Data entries
Content starts
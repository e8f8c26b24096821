use std::fmt;
use std::io;

use chrono::{DateTime, Local};

/// A single logged event: when it happened and what happened
#[derive(Debug, Clone, PartialEq)]
pub struct Event {
    pub logged_at: DateTime<Local>,
    pub description: String,
}

impl Event {
    /// Create an event stamped with the current local time
    pub fn new(description: impl Into<String>) -> Self {
        Self {
            logged_at: Local::now(),
            description: description.into(),
        }
    }
}

impl fmt::Display for Event {
    fn fmt(&self, f: &mut fmt::Formatter<'_>) -> fmt::Result {
        write!(
            f,
            "{} {}",
            self.logged_at.format("%a %b %d %H:%M:%S %Y"),
            self.description
        )
    }
}

/// Append-only, chronologically ordered record of events
///
/// # Examples
///
/// ```
/// use event_log::EventLog;
///
/// let mut log = EventLog::new();
/// log.log_event("Created black hole: cygnus");
/// log.log_event("Created solar system: cygnus x-1");
///
/// assert_eq!(log.len(), 2);
/// assert_eq!(log.report().lines().count(), 2);
/// ```
#[derive(Debug, Clone, Default)]
pub struct EventLog {
    events: Vec<Event>,
}

impl EventLog {
    pub fn new() -> Self {
        Self::default()
    }

    /// Append an event to the end of the log
    pub fn log_event(&mut self, description: impl Into<String>) {
        let event = Event::new(description);
        tracing::info!(target: "event_log", "{}", event.description);
        self.events.push(event);
    }

    /// Move every event of `other` onto the end of this log, leaving `other`
    /// empty; timestamps are kept as they were
    pub fn append(&mut self, other: &mut EventLog) {
        self.events.append(&mut other.events);
    }

    /// Events in the order they were logged
    pub fn iter(&self) -> impl Iterator<Item = &Event> {
        self.events.iter()
    }

    pub fn len(&self) -> usize {
        self.events.len()
    }

    pub fn is_empty(&self) -> bool {
        self.events.is_empty()
    }

    pub fn clear(&mut self) {
        self.events.clear();
    }

    /// Human-readable report, one line per event in chronological order
    pub fn report(&self) -> String {
        self.events
            .iter()
            .map(|event| format!("{event}\n"))
            .collect()
    }

    /// Flush the report to a writer (stdout at shutdown, or a file)
    pub fn write_report(&self, mut writer: impl io::Write) -> io::Result<()> {
        for event in &self.events {
            writeln!(writer, "{event}")?;
        }
        writer.flush()
    }
}
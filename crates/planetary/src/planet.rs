//! Planet representation with radius-derived rockiness and mass
//!
//! A planet is either rocky (radius ≤ 5 R⊕) or a gas giant. Its mass follows
//! from the radius and a bulk density picked by that classification:
//! M = 4π ρ R³ in Earth masses.

use std::f64::consts::PI;

use serde::Serialize;
use units::{Length, Mass};

/// Largest radius (R⊕) a planet can have and still be rocky
pub const ROCKY_RADIUS_LIMIT: f64 = 5.0;

/// Bulk density of rocky planets, in Earth-mass-equivalent units
pub const ROCKY_DENSITY: f64 = 0.18;

/// Bulk density of gas giants, in Earth-mass-equivalent units
pub const GAS_DENSITY: f64 = 0.04;

/// A planet orbiting a central body
///
/// Radius, rockiness and mass are fixed together at construction; a
/// different radius means a new planet.
#[derive(Debug, Clone, PartialEq, Serialize)]
#[serde(rename_all = "camelCase")]
pub struct Planet {
    pub name: String,
    /// Radius in Earth radii (R⊕)
    radius: f64,
    /// Orbit size in Earth orbits (AU)
    pub orbit_size: Length,
    /// Whether the planet has a moon
    pub moon: bool,
    rocky: bool,
    mass: Mass,
}

impl Planet {
    /// Create a planet, deriving rockiness and mass from the radius
    ///
    /// Radius and orbit are expected to be positive; callers validate input
    /// before construction.
    pub fn new(name: impl Into<String>, radius: f64, orbit_size: Length, moon: bool) -> Self {
        let rocky = is_rocky(radius);
        Self {
            name: name.into(),
            radius,
            orbit_size,
            moon,
            rocky,
            mass: planet_mass(radius, rocky),
        }
    }

    /// An Earth-sized, moonless seed planet on a 1 AU orbit
    pub fn seed(name: impl Into<String>) -> Self {
        Self::new(name, 1.0, Length::from_au(1.0), false)
    }

    /// Result of two planets sharing an orbit
    ///
    /// The merged planet keeps this planet's name and orbit, adds the radii,
    /// and always ends up with a moon. Rockiness and mass are rederived from
    /// the combined radius.
    pub fn merged_with(&self, other: &Planet) -> Planet {
        Planet::new(
            self.name.clone(),
            self.radius + other.radius,
            self.orbit_size,
            true,
        )
    }

    /// Radius in Earth radii (R⊕)
    pub fn radius(&self) -> f64 {
        self.radius
    }

    /// Rocky iff radius ≤ 5 R⊕
    pub fn rocky(&self) -> bool {
        self.rocky
    }

    pub fn mass(&self) -> Mass {
        self.mass
    }

    /// Mass in Earth masses (M⊕)
    pub fn earth_masses(&self) -> f64 {
        self.mass.to_earth_masses()
    }
}

/// Rockiness rule: rocky iff radius ≤ 5 R⊕
pub fn is_rocky(radius: f64) -> bool {
    radius <= ROCKY_RADIUS_LIMIT
}

/// M = 4π ρ R³ with ρ chosen by rockiness
pub fn planet_mass(radius: f64, rocky: bool) -> Mass {
    let density = if rocky { ROCKY_DENSITY } else { GAS_DENSITY };
    Mass::from_earth_masses(4.0 * PI * density * radius.powi(3))
}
Content ends
■ PROMPT ■
Every entry is to be returned exactly, with nothing dropped.

■ WRITTEN SOLUTION ■
repository e8f8c26b24096821
use std::fmt;
use std::io;

use chrono::{DateTime, Local};

/// A single logged event: when it happened and what happened
#[derive(Debug, Clone, PartialEq)]
pub struct Event {
    pub logged_at: DateTime<Local>,
    pub description: String,
}

impl Event {
    /// Create an event stamped with the current local time
    pub fn new(description: impl Into<String>) -> Self {
        Self {
            logged_at: Local::now(),
            description: description.into(),
        }
    }
}

impl fmt::Display for Event {
    fn fmt(&self, f: &mut fmt::Formatter<'_>) -> fmt::Result {
        write!(
            f,
            "{} {}",
            self.logged_at.format("%a %b %d %H:%M:%S %Y"),
            self.description
        )
    }
}

/// Append-only, chronologically ordered record of events
///
/// # Examples
///
/// ```
/// use event_log::EventLog;
///
/// let mut log = EventLog::new();
/// log.log_event("Created black hole: cygnus");
/// log.log_event("Created solar system: cygnus x-1");
///
/// assert_eq!(log.len(), 2);
/// assert_eq!(log.report().lines().count(), 2);
/// ```
#[derive(Debug, Clone, Default)]
pub struct EventLog {
    events: Vec<Event>,
}

impl EventLog {
    pub fn new() -> Self {
        Self::default()
    }

    /// Append an event to the end of the log
    pub fn log_event(&mut self, description: impl Into<String>) {
        let event = Event::new(description);
        tracing::info!(target: "event_log", "{}", event.description);
        self.events.push(event);
    }

    /// Move every event of `other` onto the end of this log, leaving `other`
    /// empty; timestamps are kept as they were
    pub fn append(&mut self, other: &mut EventLog) {
        self.events.append(&mut other.events);
    }

    /// Events in the order they were logged
    pub fn iter(&self) -> impl Iterator<Item = &Event> {
        self.events.iter()
    }

    pub fn len(&self) -> usize {
        self.events.len()
    }

    pub fn is_empty(&self) -> bool {
        self.events.is_empty()
    }

    pub fn clear(&mut self) {
        self.events.clear();
    }

    /// Human-readable report, one line per event in chronological order
    pub fn report(&self) -> String {
        self.events
            .iter()
            .map(|event| format!("{event}\n"))
            .collect()
    }

    /// Flush the report to a writer (stdout at shutdown, or a file)
    pub fn write_report(&self, mut writer: impl io::Write) -> io::Result<()> {
        for event in &self.events {
            writeln!(writer, "{event}")?;
        }
        writer.flush()
    }
}
filename crates/planetary/src/planet.rs
//! Planet representation with radius-derived rockiness and mass
//!
//! A planet is either rocky (radius ≤ 5 R⊕) or a gas giant. Its mass follows
//! from the radius and a bulk density picked by that classification:
//! M = 4π ρ R³ in Earth masses.

use std::f64::consts::PI;

use serde::Serialize;
use units::{Length, Mass};

/// Largest radius (R⊕) a planet can have and still be rocky
pub const ROCKY_RADIUS_LIMIT: f64 = 5.0;

/// Bulk density of rocky planets, in Earth-mass-equivalent units
pub const ROCKY_DENSITY: f64 = 0.18;

/// Bulk density of gas giants, in Earth-mass-equivalent units
pub const GAS_DENSITY: f64 = 0.04;

/// A planet orbiting a central body
///
/// Radius, rockiness and mass are fixed together at construction; a
/// different radius means a new planet.
#[derive(Debug, Clone, PartialEq, Serialize)]
#[serde(rename_all = "camelCase")]
pub struct Planet {
    pub name: String,
    /// Radius in Earth radii (R⊕)
    radius: f64,
    /// Orbit size in Earth orbits (AU)
    pub orbit_size: Length,
    /// Whether the planet has a moon
    pub moon: bool,
    rocky: bool,
    mass: Mass,
}

impl Planet {
    /// Create a planet, deriving rockiness and mass from the radius
    ///
    /// Radius and orbit are expected to be positive; callers validate input
    /// before construction.
    pub fn new(name: impl Into<String>, radius: f64, orbit_size: Length, moon: bool) -> Self {
        let rocky = is_rocky(radius);
        Self {
            name: name.into(),
            radius,
            orbit_size,
            moon,
            rocky,
            mass: planet_mass(radius, rocky),
        }
    }

    /// An Earth-sized, moonless seed planet on a 1 AU orbit
    pub fn seed(name: impl Into<String>) -> Self {
        Self::new(name, 1.0, Length::from_au(1.0), false)
    }

    /// Result of two planets sharing an orbit
    ///
    /// The merged planet keeps this planet's name and orbit, adds the radii,
    /// and always ends up with a moon. Rockiness and mass are rederived from
    /// the combined radius.
    pub fn merged_with(&self, other: &Planet) -> Planet {
        Planet::new(
            self.name.clone(),
            self.radius + other.radius,
            self.orbit_size,
            true,
        )
    }

    /// Radius in Earth radii (R⊕)
    pub fn radius(&self) -> f64 {
        self.radius
    }

    /// Rocky iff radius ≤ 5 R⊕
    pub fn rocky(&self) -> bool {
        self.rocky
    }

    pub fn mass(&self) -> Mass {
        self.mass
    }

    /// Mass in Earth masses (M⊕)
    pub fn earth_masses(&self) -> f64 {
        self.mass.to_earth_masses()
    }
}

/// Rockiness rule: rocky iff radius ≤ 5 R⊕
pub fn is_rocky(radius: f64) -> bool {
    radius <= ROCKY_RADIUS_LIMIT
}

/// M = 4π ρ R³ with ρ chosen by rockiness
pub fn planet_mass(radius: f64, rocky: bool) -> Mass {
    let density = if rocky { ROCKY_DENSITY } else { GAS_DENSITY };
    Mass::from_earth_masses(4.0 * PI * density * radius.powi(3))
}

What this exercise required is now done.